To edit an already-verified connection or to remove credentials, check the “Clear Credentials” checkbox and then click “Save.” Click the “VERIFY URL” to edit the connection.
With the exception of the password, all connection information is stored directly on the record. The password itself is encrypted and stored securely elsewhere.
To create a new CRM Connection, simply go back to your Customer profile record and click the “+ New CRM Connections” button.
If you have trouble connecting your CRM, it might be due to Multi-Factor Authentication.
When AutoMerge service does the analysis for duplicates, it follows a set of rules that are kept together in a single configuration record.
The five parts of a configuration are:
With the exception of the Custom FetchXML statement, all of the above is required for a successful analysis. These configurations are also fully customizable.
To better understand the five configurations from above, we will take you through the “Contact-XXXXXXXX” record.
In this record, the GENERAL tab includes:
NOTE: In addition to the FetchXML Filter above, the CRM user that is configured in the CRM connection may be limited by its security roles and hence may further filter which records are analyzed during requests.
The MATCHING tab has a list of rules used to find duplicates during analysis. Any number of rules can be defined, but ultimately each duplicate record can only belong to a single match set. The rules are applied in order according to the precedence number in the second column. The “Match Type Name” in the third column is how the duplicate sets are categorized in your CRM after tagging.
Article on Configuring Match Rules – Deep Dive
The RANKING tab has a list of rules used to sort the resulting members of a duplicate set. This is important because the record that “wins” (where Rank is #1) the AutoMerge operation in your CRM will remain. All the other records of the set (where Rank is >1) will be deactivated.
Automatic Field-Preservation: During an AutoMerge of a duplicate set, any un-populated fields in the winner record will be filled in by values found in the losing records. This is simple “Non-NULL replaces a NULL” logic. More complex decision-based field preservation logic is possible using workflow rules.

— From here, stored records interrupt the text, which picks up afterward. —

use approx::assert_abs_diff_eq;
use kmeans_lab_clustering::{KMeansEngine, KMeansInit, DEFAULT_MAX_N_ITERATIONS};
use kmeans_lab_datasets::PointDistribution;
use ndarray::{array, aview1, Array2};
use ndarray_rand::rand::SeedableRng;
use rand_xoshiro::Xoshiro256Plus;

const AUTOMATIC: [KMeansInit; 3] = [
    KMeansInit::Random,
    KMeansInit::FarthestFirst,
    KMeansInit::KMeansPlusPlus,
];

fn dataset(distribution: PointDistribution, n_points: usize, seed: u64) -> Array2<f64> {
    distribution
        .generate(n_points, &mut Xoshiro256Plus::seed_from_u64(seed))
        .expect("valid distribution")
}

// Runs until convergence or the cap, returning the number of iterations performed.
fn run_capped(engine: &mut KMeansEngine<f64, Xoshiro256Plus>, cap: u64) -> (u64, bool) {
    for n_iter in 1..=cap {
        if engine.iterate() {
            return (n_iter, true);
        }
    }
    (cap, false)
}

#[test]
fn every_automatic_method_recovers_the_gaussian_blobs() {
    let observations = dataset(PointDistribution::Gaussian, 300, 42);
    for init in AUTOMATIC.iter() {
        let mut engine = KMeansEngine::params_with_rng(3, Xoshiro256Plus::seed_from_u64(1))
            .init_method(*init)
            .build(observations.clone())
            .unwrap();
        engine.initialize_centroids().unwrap();
        assert_eq!(engine.n_clusters(), 3);

        let (_, converged) = run_capped(&mut engine, DEFAULT_MAX_N_ITERATIONS);
        assert!(converged, "{} did not converge", init);
        assert!(engine
            .memberships()
            .iter()
            .all(|m| matches!(m, Some(c) if *c < 3)));
    }
}

#[test]
fn farthest_first_finds_each_blob() {
    let observations = dataset(PointDistribution::Gaussian, 300, 7);
    let mut engine = KMeansEngine::params_with_rng(3, Xoshiro256Plus::seed_from_u64(3))
        .init_method(KMeansInit::FarthestFirst)
        .build(observations)
        .unwrap();
    engine.initialize_centroids().unwrap();
    run_capped(&mut engine, DEFAULT_MAX_N_ITERATIONS);

    // blobs are dealt round-robin, so each holds a third of the points
    for size in engine.cluster_sizes() {
        assert!((95..=105).contains(&size), "unbalanced cluster of {} points", size);
    }
}

#[test]
fn capped_runs_always_terminate() {
    let observations = dataset(PointDistribution::Uniform, 200, 11);
    for init in AUTOMATIC.iter() {
        let mut engine = KMeansEngine::params_with_rng(8, Xoshiro256Plus::seed_from_u64(5))
            .init_method(*init)
            .tolerance(f64::MIN_POSITIVE)
            .build(observations.clone())
            .unwrap();
        engine.initialize_centroids().unwrap();
        let (n_iter, _) = run_capped(&mut engine, 100);
        assert!(n_iter <= 100);
    }
}

#[test]
fn objective_is_non_increasing_on_uniform_data() {
    let observations = dataset(PointDistribution::Uniform, 250, 13);
    for init in AUTOMATIC.iter() {
        let mut engine = KMeansEngine::params_with_rng(5, Xoshiro256Plus::seed_from_u64(17))
            .init_method(*init)
            .build(observations.clone())
            .unwrap();
        engine.initialize_centroids().unwrap();
        engine.assign_points_to_clusters();
        let mut previous = engine.inertia();
        for _ in 0..DEFAULT_MAX_N_ITERATIONS {
            let converged = engine.iterate();
            engine.assign_points_to_clusters();
            let current = engine.inertia();
            assert!(current <= previous + 1e-9, "{} increased the objective", init);
            previous = current;
            if converged {
                break;
            }
        }
    }
}

#[test]
fn manual_placement_grows_one_centroid_at_a_time() {
    let observations = array![[0., 0.], [0., 0.1], [1., 1.], [1., 0.9]];
    let mut engine = KMeansEngine::params_with_rng(0, Xoshiro256Plus::seed_from_u64(0))
        .init_method(KMeansInit::Manual)
        .build(observations)
        .unwrap();

    for (n, seed) in [[0.1, 0.1], [0.9, 0.9], [0.5, 0.5]].iter().enumerate() {
        engine.add_centroid(aview1(seed)).unwrap();
        assert_eq!(engine.n_clusters(), n + 1);
        assert!(engine.memberships().iter().all(Option::is_none));
    }

    engine.iterate();
    assert_eq!(engine.cluster_sizes(), vec![2, 2, 0]);
    let centroids = engine.centroids();
    assert_abs_diff_eq!(centroids.row(2), array![0.5, 0.5]);
}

In the Customer-XXXXXXXX record, we created a Ranking Rule in the “customertypecode” field to ensure contacts of particular type (i.e. “Customer”) are ranked better than other types (i.e. “Vendor.”) In other words, a customer contact will always win an AutoMerge over a vendor contact. If the first rule doesn’t differentiate all duplicates in every set, the second rule will apply and give preference to the most recently modified contact.
TIP: Matching, Ranking, and Precision rules can also be based on fields from N:1 related records such as a contact’s parent account. For example, you might consider ranking duplicate contacts based on their parent account’s owning user.
The PRECISION tab shows the matching rules (“schemanames”) that are weighted together to give the duplicate sets a number from 0-100 based on how closely matched the members of each duplicate set are.